//! Event classifier (§4.3): a pure function from an engine message to a
//! closed, tagged `Action`. Replaces a string switch with exhaustive
//! dispatch over a sum type, per Design Note §9 "Sum-typed internal
//! actions".

use crate::engine::EngineMessage;

#[derive(Clone, Debug, PartialEq, Eq)]
pub enum RestartReason {
    Die,
    Restart,
    Oom,
}

impl RestartReason {
    pub fn as_str(&self) -> &'static str {
        match self {
            RestartReason::Die => "die",
            RestartReason::Restart => "restart",
            RestartReason::Oom => "oom",
        }
    }
}

#[derive(Clone, Debug, PartialEq, Eq)]
pub enum Action {
    Created {
        name: String,
        id: String,
    },
    Started {
        name: String,
        id: String,
    },
    Stopped {
        name: String,
        id: String,
        exit_code: Option<i64>,
    },
    RestartLike {
        name: String,
        id: String,
        reason: RestartReason,
        exit_code: Option<i64>,
        signal: Option<String>,
    },
    Signal {
        name: String,
        id: String,
        signal: Option<String>,
    },
    Health {
        name: String,
        id: String,
        status: String,
    },
    Rename {
        id: String,
        old_name: String,
        new_name: String,
    },
    Absent {
        name: String,
    },
    /// The message carried no name, and the name could not be resolved from
    /// its id either (§4.3: "message is dropped"). The dispatcher logs this
    /// and takes no further action.
    Unresolvable,
    /// Ignored: wrong message kind, or a suppressed healthcheck-exec event.
    Ignored,
}

/// Classify a single engine message. `resolved_name` is the name the
/// dispatcher looked up for this actor id when the message itself didn't
/// carry one (§4.3: "the classifier consults the store to resolve name from
/// id"); classification proper is synchronous and pure, so that lookup
/// happens one layer up and is threaded in here.
pub fn classify(msg: &EngineMessage, resolved_name: Option<&str>) -> Action {
    if msg.message_type != "container" {
        return Action::Ignored;
    }

    if is_healthcheck_exec(msg) {
        return Action::Ignored;
    }

    let name = msg
        .attr("name")
        .map(|s| s.to_string())
        .or_else(|| resolved_name.map(|s| s.to_string()));

    let id = msg.actor_id.clone();

    // rename and destroy/remove carry their own name semantics below.
    match msg.action.as_str() {
        "rename" => {
            let old_name = msg.attr("oldName").unwrap_or_default().to_string();
            let new_name = name.unwrap_or_default();
            if old_name.is_empty() || new_name.is_empty() {
                return Action::Unresolvable;
            }
            return Action::Rename {
                id,
                old_name,
                new_name,
            };
        }
        "destroy" | "remove" | "rm" => {
            return match name {
                Some(name) => Action::Absent { name },
                None => Action::Unresolvable,
            };
        }
        _ => {}
    }

    let Some(name) = name else {
        return Action::Unresolvable;
    };

    if msg.action == "create" {
        return Action::Created { name, id };
    }
    if msg.action == "start" {
        return Action::Started { name, id };
    }
    if msg.action == "stop" {
        return Action::Stopped {
            name,
            id,
            exit_code: parse_exit_code(msg),
        };
    }
    if msg.action == "die" {
        let exit_code = parse_exit_code(msg);
        return match exit_code {
            None | Some(0) => Action::Stopped {
                name,
                id,
                exit_code,
            },
            Some(_) => Action::RestartLike {
                name,
                id,
                reason: RestartReason::Die,
                exit_code,
                signal: None,
            },
        };
    }
    if msg.action == "restart" {
        return Action::RestartLike {
            name,
            id,
            reason: RestartReason::Restart,
            exit_code: None,
            signal: None,
        };
    }
    if msg.action == "oom" {
        return Action::RestartLike {
            name,
            id,
            reason: RestartReason::Oom,
            exit_code: None,
            signal: None,
        };
    }
    if msg.action == "kill" {
        return Action::Signal {
            name,
            id,
            signal: msg.attr("signal").map(|s| s.to_string()),
        };
    }
    if let Some(status) = msg.action.strip_prefix("health_status:") {
        return Action::Health {
            name,
            id,
            status: status.trim().to_string(),
        };
    }

    Action::Ignored
}

fn is_healthcheck_exec(msg: &EngineMessage) -> bool {
    if !msg.action.starts_with("exec_") {
        return false;
    }
    msg.attr("execCommand")
        .map(|cmd| cmd.contains("HEALTHCHECK") || cmd.contains("healthcheck"))
        .unwrap_or(false)
}

fn parse_exit_code(msg: &EngineMessage) -> Option<i64> {
    msg.attr("exitCode").and_then(|s| s.parse().ok())
}

#[cfg(test)]
mod tests {
    use super::*;
    use std::collections::HashMap;

    fn msg(action: &str, attrs: &[(&str, &str)]) -> EngineMessage {
        EngineMessage {
            message_type: "container".to_string(),
            action: action.to_string(),
            actor_id: "abc123".to_string(),
            attributes: attrs
                .iter()
                .map(|(k, v)| (k.to_string(), v.to_string()))
                .collect(),
            time: None,
        }
    }

    #[test]
    fn non_container_messages_are_ignored() {
        let mut m = msg("create", &[("name", "web")]);
        m.message_type = "network".to_string();
        assert_eq!(classify(&m, None), Action::Ignored);
    }

    #[test]
    fn healthcheck_exec_is_suppressed() {
        let m = msg("exec_create", &[("execCommand", "CMD-SHELL healthcheck.sh")]);
        assert_eq!(classify(&m, None), Action::Ignored);
    }

    #[test]
    fn die_with_zero_exit_is_stopped() {
        let m = msg("die", &[("name", "web"), ("exitCode", "0")]);
        assert_eq!(
            classify(&m, None),
            Action::Stopped {
                name: "web".to_string(),
                id: "abc123".to_string(),
                exit_code: Some(0),
            }
        );
    }

    #[test]
    fn die_with_nonzero_exit_is_restart_like() {
        let m = msg("die", &[("name", "web"), ("exitCode", "137")]);
        assert_eq!(
            classify(&m, None),
            Action::RestartLike {
                name: "web".to_string(),
                id: "abc123".to_string(),
                reason: RestartReason::Die,
                exit_code: Some(137),
                signal: None,
            }
        );
    }

    #[test]
    fn kill_carries_signal() {
        let m = msg("kill", &[("name", "web"), ("signal", "SIGTERM")]);
        assert_eq!(
            classify(&m, None),
            Action::Signal {
                name: "web".to_string(),
                id: "abc123".to_string(),
                signal: Some("SIGTERM".to_string()),
            }
        );
    }

    #[test]
    fn health_status_carries_token() {
        let m = msg("health_status: unhealthy", &[("name", "web")]);
        assert_eq!(
            classify(&m, None),
            Action::Health {
                name: "web".to_string(),
                id: "abc123".to_string(),
                status: "unhealthy".to_string(),
            }
        );
    }

    #[test]
    fn missing_name_resolves_from_id_lookup() {
        let m = msg("start", &[]);
        assert_eq!(
            classify(&m, Some("web")),
            Action::Started {
                name: "web".to_string(),
                id: "abc123".to_string(),
            }
        );
    }

    #[test]
    fn missing_name_unresolvable_drops_the_message() {
        let m = msg("start", &[]);
        assert_eq!(classify(&m, None), Action::Unresolvable);
    }

    #[test]
    fn rename_carries_old_and_new_names() {
        let m = msg("rename", &[("name", "b"), ("oldName", "a")]);
        assert_eq!(
            classify(&m, None),
            Action::Rename {
                id: "abc123".to_string(),
                old_name: "a".to_string(),
                new_name: "b".to_string(),
            }
        );
    }

    #[test]
    fn destroy_marks_absent() {
        let m = msg("destroy", &[("name", "web")]);
        assert_eq!(
            classify(&m, None),
            Action::Absent {
                name: "web".to_string()
            }
        );
    }
}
---
> EXERCISE: Write the data out again, verbatim.

> ANSWER TO THE EXERCISE:
//! Event classifier (§4.3): a pure function from an engine message to a
//! closed, tagged `Action`. Replaces a string switch with exhaustive
//! dispatch over a sum type, per Design Note §9 "Sum-typed internal
//! actions".

use crate::engine::EngineMessage;

#[derive(Clone, Debug, PartialEq, Eq)]
pub enum RestartReason {
    Die,
    Restart,
    Oom,
}

impl RestartReason {
    pub fn as_str(&self) -> &'static str {
        match self {
            RestartReason::Die => "die",
            RestartReason::Restart => "restart",
            RestartReason::Oom => "oom",
        }
    }
}

#[derive(Clone, Debug, PartialEq, Eq)]
pub enum Action {
    Created {
        name: String,
        id: String,
    },
    Started {
        name: String,
        id: String,
    },
    Stopped {
        name: String,
        id: String,
        exit_code: Option<i64>,
    },
    RestartLike {
        name: String,
        id: String,
        reason: RestartReason,
        exit_code: Option<i64>,
        signal: Option<String>,
    },
    Signal {
        name: String,
        id: String,
        signal: Option<String>,
    },
    Health {
        name: String,
        id: String,
        status: String,
    },
    Rename {
        id: String,
        old_name: String,
        new_name: String,
    },
    Absent {
        name: String,
    },
    /// The message carried no name, and the name could not be resolved from
    /// its id either (§4.3: "message is dropped"). The dispatcher logs this
    /// and takes no further action.
    Unresolvable,
    /// Ignored: wrong message kind, or a suppressed healthcheck-exec event.
    Ignored,
}

/// Classify a single engine message. `resolved_name` is the name the
/// dispatcher looked up for this actor id when the message itself didn't
/// carry one (§4.3: "the classifier consults the store to resolve name from
/// id"); classification proper is synchronous and pure, so that lookup
/// happens one layer up and is threaded in here.
pub fn classify(msg: &EngineMessage, resolved_name: Option<&str>) -> Action {
    if msg.message_type != "container" {
        return Action::Ignored;
    }

    if is_healthcheck_exec(msg) {
        return Action::Ignored;
    }

    let name = msg
        .attr("name")
        .map(|s| s.to_string())
        .or_else(|| resolved_name.map(|s| s.to_string()));

    let id = msg.actor_id.clone();

    // rename and destroy/remove carry their own name semantics below.
    match msg.action.as_str() {
        "rename" => {
            let old_name = msg.attr("oldName").unwrap_or_default().to_string();
            let new_name = name.unwrap_or_default();
            if old_name.is_empty() || new_name.is_empty() {
                return Action::Unresolvable;
            }
            return Action::Rename {
                id,
                old_name,
                new_name,
            };
        }
        "destroy" | "remove" | "rm" => {
            return match name {
                Some(name) => Action::Absent { name },
                None => Action::Unresolvable,
            };
        }
        _ => {}
    }

    let Some(name) = name else {
        return Action::Unresolvable;
    };

    if msg.action == "create" {
        return Action::Created { name, id };
    }
    if msg.action == "start" {
        return Action::Started { name, id };
    }
    if msg.action == "stop" {
        return Action::Stopped {
            name,
            id,
            exit_code: parse_exit_code(msg),
        };
    }
    if msg.action == "die" {
        let exit_code = parse_exit_code(msg);
        return match exit_code {
            None | Some(0) => Action::Stopped {
                name,
                id,
                exit_code,
            },
            Some(_) => Action::RestartLike {
                name,
                id,
                reason: RestartReason::Die,
                exit_code,
                signal: None,
            },
        };
    }
    if msg.action == "restart" {
        return Action::RestartLike {
            name,
            id,
            reason: RestartReason::Restart,
            exit_code: None,
            signal: None,
        };
    }
    if msg.action == "oom" {
        return Action::RestartLike {
            name,
            id,
            reason: RestartReason::Oom,
            exit_code: None,
            signal: None,
        };
    }
    if msg.action == "kill" {
        return Action::Signal {
            name,
            id,
            signal: msg.attr("signal").map(|s| s.to_string()),
        };
    }
    if let Some(status) = msg.action.strip_prefix("health_status:") {
        return Action::Health {
            name,
            id,
            status: status.trim().to_string(),
        };
    }

    Action::Ignored
}

fn is_healthcheck_exec(msg: &EngineMessage) -> bool {
    if !msg.action.starts_with("exec_") {
        return false;
    }
    msg.attr("execCommand")
        .map(|cmd| cmd.contains("HEALTHCHECK") || cmd.contains("healthcheck"))
        .unwrap_or(false)
}

fn parse_exit_code(msg: &EngineMessage) -> Option<i64> {
    msg.attr("exitCode").and_then(|s| s.parse().ok())
}

#[cfg(test)]
mod tests {
    use super::*;
    use std::collections::HashMap;

    fn msg(action: &str, attrs: &[(&str, &str)]) -> EngineMessage {
        EngineMessage {
            message_type: "container".to_string(),
            action: action.to_string(),
            actor_id: "abc123".to_string(),
            attributes: attrs
                .iter()
                .map(|(k, v)| (k.to_string(), v.to_string()))
                .collect(),
            time: None,
        }
    }

    #[test]
    fn non_container_messages_are_ignored() {
        let mut m = msg("create", &[("name", "web")]);
        m.message_type = "network".to_string();
        assert_eq!(classify(&m, None), Action::Ignored);
    }

    #[test]
    fn healthcheck_exec_is_suppressed() {
        let m = msg("exec_create", &[("execCommand", "CMD-SHELL healthcheck.sh")]);
        assert_eq!(classify(&m, None), Action::Ignored);
    }

    #[test]
    fn die_with_zero_exit_is_stopped() {
        let m = msg("die", &[("name", "web"), ("exitCode", "0")]);
        assert_eq!(
            classify(&m, None),
            Action::Stopped {
                name: "web".to_string(),
                id: "abc123".to_string(),
                exit_code: Some(0),
            }
        );
    }

    #[test]
    fn die_with_nonzero_exit_is_restart_like() {
        let m = msg("die", &[("name", "web"), ("exitCode", "137")]);
        assert_eq!(
            classify(&m, None),
            Action::RestartLike {
                name: "web".to_string(),
                id: "abc123".to_string(),
                reason: RestartReason::Die,
                exit_code: Some(137),
                signal: None,
            }
        );
    }

    #[test]
    fn kill_carries_signal() {
        let m = msg("kill", &[("name", "web"), ("signal", "SIGTERM")]);
        assert_eq!(
            classify(&m, None),
            Action::Signal {
                name: "web".to_string(),
                id: "abc123".to_string(),
                signal: Some("SIGTERM".to_string()),
            }
        );
    }

    #[test]
    fn health_status_carries_token() {
        let m = msg("health_status: unhealthy", &[("name", "web")]);
        assert_eq!(
            classify(&m, None),
            Action::Health {
                name: "web".to_string(),
                id: "abc123".to_string(),
                status: "unhealthy".to_string(),
            }
        );
    }

    #[test]
    fn missing_name_resolves_from_id_lookup() {
        let m = msg("start", &[]);
        assert_eq!(
            classify(&m, Some("web")),
            Action::Started {
                name: "web".to_string(),
                id: "abc123".to_string(),
            }
        );
    }

    #[test]
    fn missing_name_unresolvable_drops_the_message() {
        let m = msg("start", &[]);
        assert_eq!(classify(&m, None), Action::Unresolvable);
    }

    #[test]
    fn rename_carries_old_and_new_names() {
        let m = msg("rename", &[("name", "b"), ("oldName", "a")]);
        assert_eq!(
            classify(&m, None),
            Action::Rename {
                id: "abc123".to_string(),
                old_name: "a".to_string(),
                new_name: "b".to_string(),
            }
        );
    }

    #[test]
    fn destroy_marks_absent() {
        let m = msg("destroy", &[("name", "web")]);
        assert_eq!(
            classify(&m, None),
            Action::Absent {
                name: "web".to_string()
            }
        );
    }
}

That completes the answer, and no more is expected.